ConvS2S: He did n’t feel like driving on his way out of the street. He put on his gloves and drove away. [MALE] made a lot of paperwork and took a taxi to the mechanic. He gave [MALE] a few thousand dollars to help him get up
Fusion: He was driving for a bit but was getting icy. [MALE] ended up driving over a cliff. [MALE] was in the middle of the road. He was out of the snow by the time he got home. 

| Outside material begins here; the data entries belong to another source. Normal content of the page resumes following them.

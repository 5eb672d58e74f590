use crate::error::ListenerError;
use crate::message::UserData;

/// Tick counter type. The unit is abstract; the host picks the rate by
/// choosing how often it calls [`TinyFrame::tick`](crate::TinyFrame::tick).
pub type Ticks = u32;

/// One slot in an ID listener table.
///
/// `remaining_ticks` counts down to zero on each
/// [`tick`](crate::TinyFrame::tick); `initial_ticks == 0` is the sentinel
/// for "never expires", in which case `remaining_ticks` is simply never
/// decremented.
#[derive(Clone, Copy)]
pub struct IdListenerSlot<Id, Cb> {
    pub id: Id,
    pub callback: Cb,
    pub user_data: UserData,
    pub initial_ticks: Ticks,
    pub remaining_ticks: Ticks,
}

/// Fixed-capacity table of ID listeners: `N` slots, each free (`None`) or
/// active. At most one active slot may carry a given `id`.
pub struct IdListenerTable<Id, Cb, const N: usize> {
    slots: [Option<IdListenerSlot<Id, Cb>>; N],
}

impl<Id: Copy + PartialEq, Cb: Copy, const N: usize> IdListenerTable<Id, Cb, N> {
    pub const fn new() -> Self {
        IdListenerTable { slots: [None; N] }
    }

    pub fn clear(&mut self) {
        self.slots = [None; N];
    }

    /// Registers a listener for `id`. Fails with `TableFull` if no slot is
    /// free. Re-registering the same `id` while an existing (non-expired)
    /// slot is still active overwrites that slot rather than adding a
    /// second one, since an ID can appear at most once.
    pub fn add(
        &mut self,
        id: Id,
        callback: Cb,
        user_data: UserData,
        timeout: Ticks,
    ) -> Result<(), ListenerError> {
        if let Some(existing) = self.slots.iter_mut().find(|s| matches!(s, Some(slot) if slot.id == id)) {
            *existing = Some(IdListenerSlot {
                id,
                callback,
                user_data,
                initial_ticks: timeout,
                remaining_ticks: timeout,
            });
            return Ok(());
        }
        let free = self.slots.iter_mut().find(|s| s.is_none());
        match free {
            Some(slot) => {
                *slot = Some(IdListenerSlot {
                    id,
                    callback,
                    user_data,
                    initial_ticks: timeout,
                    remaining_ticks: timeout,
                });
                Ok(())
            }
            None => Err(ListenerError::TableFull),
        }
    }

    pub fn remove(&mut self, id: Id) -> Result<(), ListenerError> {
        match self.slots.iter_mut().find(|s| matches!(s, Some(slot) if slot.id == id)) {
            Some(slot) => {
                *slot = None;
                Ok(())
            }
            None => Err(ListenerError::NotFound),
        }
    }

    pub fn renew(&mut self, id: Id) -> Result<(), ListenerError> {
        match self.slots.iter_mut().find(|s| matches!(s, Some(slot) if slot.id == id)) {
            Some(Some(slot)) => {
                slot.remaining_ticks = slot.initial_ticks;
                Ok(())
            }
            _ => Err(ListenerError::NotFound),
        }
    }

    /// Returns the index of the active slot matching `id`, if any. Dispatch
    /// and tick walk the table by index (rather than holding a reference
    /// across a callback invocation) so a callback that registers or
    /// removes listeners mid-dispatch can't invalidate iteration.
    pub fn find(&self, id: Id) -> Option<usize> {
        self.slots
            .iter()
            .position(|s| matches!(s, Some(slot) if slot.id == id))
    }

    pub fn get(&self, index: usize) -> Option<IdListenerSlot<Id, Cb>> {
        self.slots[index]
    }

    pub fn free(&mut self, index: usize) {
        self.slots[index] = None;
    }

    pub fn len(&self) -> usize {
        N
    }

    /// Ages every active slot by one tick. Returns the indices that timed
    /// out this call, in slot order, so the caller can dispatch a timeout
    /// message for each and then free it.
    pub fn age_and_collect_expired(&mut self) -> [bool; N] {
        let mut expired = [false; N];
        for (i, slot) in self.slots.iter_mut().enumerate() {
            if let Some(s) = slot {
                if s.initial_ticks != 0 {
                    s.remaining_ticks = s.remaining_ticks.saturating_sub(1);
                    if s.remaining_ticks == 0 {
                        expired[i] = true;
                    }
                }
            }
        }
        expired
    }
}

/// One slot in a type listener table. No timeout: type listeners persist
/// until explicitly removed.
#[derive(Clone, Copy)]
pub struct TypeListenerSlot<Type, Cb> {
    pub msg_type: Type,
    pub callback: Cb,
}

/// Fixed-capacity table of type listeners. At most one active slot per
/// `msg_type`; re-registering an already-present type fails with
/// `Duplicate`.
pub struct TypeListenerTable<Type, Cb, const N: usize> {
    slots: [Option<TypeListenerSlot<Type, Cb>>; N],
}

impl<Type: Copy + PartialEq, Cb: Copy, const N: usize> TypeListenerTable<Type, Cb, N> {
    pub const fn new() -> Self {
        TypeListenerTable { slots: [None; N] }
    }

    pub fn clear(&mut self) {
        self.slots = [None; N];
    }

    pub fn add(&mut self, msg_type: Type, callback: Cb) -> Result<(), ListenerError> {
        if self
            .slots
            .iter()
            .any(|s| matches!(s, Some(slot) if slot.msg_type == msg_type))
        {
            return Err(ListenerError::Duplicate);
        }
        match self.slots.iter_mut().find(|s| s.is_none()) {
            Some(slot) => {
                *slot = Some(TypeListenerSlot { msg_type, callback });
                Ok(())
            }
            None => Err(ListenerError::TableFull),
        }
    }

    pub fn remove(&mut self, msg_type: Type) -> Result<(), ListenerError> {
        match self
            .slots
            .iter_mut()
            .find(|s| matches!(s, Some(slot) if slot.msg_type == msg_type))
        {
            Some(slot) => {
                *slot = None;
                Ok(())
            }
            None => Err(ListenerError::NotFound),
        }
    }

    pub fn find(&self, msg_type: Type) -> Option<usize> {
        self.slots
            .iter()
            .position(|s| matches!(s, Some(slot) if slot.msg_type == msg_type))
    }

    pub fn get(&self, index: usize) -> Option<TypeListenerSlot<Type, Cb>> {
        self.slots[index]
    }
}

/// Fixed-capacity table of generic listeners, invoked for every frame that
/// reaches this priority tier. Duplicate callbacks are rejected (spec
/// invariant 2).
pub struct GenericListenerTable<Cb, const N: usize> {
    slots: [Option<Cb>; N],
}

impl<Cb: Copy + PartialEq, const N: usize> GenericListenerTable<Cb, N> {
    pub const fn new() -> Self {
        GenericListenerTable { slots: [None; N] }
    }

    pub fn clear(&mut self) {
        self.slots = [None; N];
    }

    pub fn add(&mut self, callback: Cb) -> Result<(), ListenerError> {
        if self.slots.iter().any(|s| *s == Some(callback)) {
            return Err(ListenerError::Duplicate);
        }
        match self.slots.iter_mut().find(|s| s.is_none()) {
            Some(slot) => {
                *slot = Some(callback);
                Ok(())
            }
            None => Err(ListenerError::TableFull),
        }
    }

    pub fn remove(&mut self, callback: Cb) -> Result<(), ListenerError> {
        match self.slots.iter_mut().find(|s| *s == Some(callback)) {
            Some(slot) => {
                *slot = None;
                Ok(())
            }
            None => Err(ListenerError::NotFound),
        }
    }

    pub fn get(&self, index: usize) -> Option<Cb> {
        self.slots[index]
    }

    pub fn len(&self) -> usize {
        N
    }
}

#[cfg(test)]
mod tests {
    use super::*;

    type Cb = fn() -> bool;

    #[test]
    fn id_table_fills_and_reports_full() {
        let mut t: IdListenerTable<u8, Cb, 2> = IdListenerTable::new();
        assert!(t.add(1, || true, 0, 0).is_ok());
        assert!(t.add(2, || true, 0, 0).is_ok());
        assert_eq!(t.add(3, || true, 0, 0), Err(ListenerError::TableFull));
    }

    #[test]
    fn id_table_renew_resets_remaining() {
        let mut t: IdListenerTable<u8, Cb, 2> = IdListenerTable::new();
        t.add(1, || true, 0, 5).unwrap();
        let idx = t.find(1).unwrap();
        t.age_and_collect_expired();
        t.age_and_collect_expired();
        assert_eq!(t.get(idx).unwrap().remaining_ticks, 3);
        t.renew(1).unwrap();
        assert_eq!(t.get(idx).unwrap().remaining_ticks, 5);
    }

    #[test]
    fn id_table_never_expires_when_initial_is_zero() {
        let mut t: IdListenerTable<u8, Cb, 1> = IdListenerTable::new();
        t.add(1, || true, 0, 0).unwrap();
        for _ in 0..1000 {
            let expired = t.age_and_collect_expired();
            assert!(!expired[0]);
        }
    }

    #[test]
    fn type_table_rejects_duplicate() {
        let mut t: TypeListenerTable<u8, Cb, 2> = TypeListenerTable::new();
        t.add(1, || true).unwrap();
        assert_eq!(t.add(1, || true), Err(ListenerError::Duplicate));
    }

    #[test]
    fn generic_table_rejects_duplicate_callback() {
        fn cb() -> bool {
            true
        }
        let mut t: GenericListenerTable<Cb, 2> = GenericListenerTable::new();
        t.add(cb).unwrap();
        assert_eq!(t.add(cb), Err(ListenerError::Duplicate));
    }
}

Plan&write: He noticed a man sitting on the side of the road. He went to the nearest gas station. The man was n’t sure if he could have the money. The man was left a big deal
SKRL: A drop of battery stacked in the quarter. [MALE] went to check the phone and turned back. He finally got a car hit off from his way to play again. [MALE] had forgotten his hair
DSRL: A man came in a cop. He called for an ambulance. He said he might go to a park. He finally showed up to post what was wrong
 
GPT-2 (Scratch): He noticed a large snow pile. He got out and began driving. Then he sped off and went home. [MALE] was happy that he had saved his money
GPT-2 (Pretrain): The doctors took him to a hospital. They told him he was going to be fine. He got all the doctors and nurses. The [MALE] parents said they have no hope
GPT-2 (Fine-tune): He noticed a snowglobe blocking his road. [NEUTRAL] he backed up to the car and got a snow shovel. [MALE] used to shovel the snow and shovel the snow. Now the snow is gone but he has snow boots and snow gloves. 
 
Ours: Suddenly his car broke down on the side of the road. [MALE] had to call a tow truck. The tow truck came and took [MALE] home. [MALE] was happy he was able to get home
w/o Pretrain: He tried to stop to see how he could get out of his car. His car started to sputter down on him. [MALE] pulled over and kept driving . He was able to make up and the car sped away. 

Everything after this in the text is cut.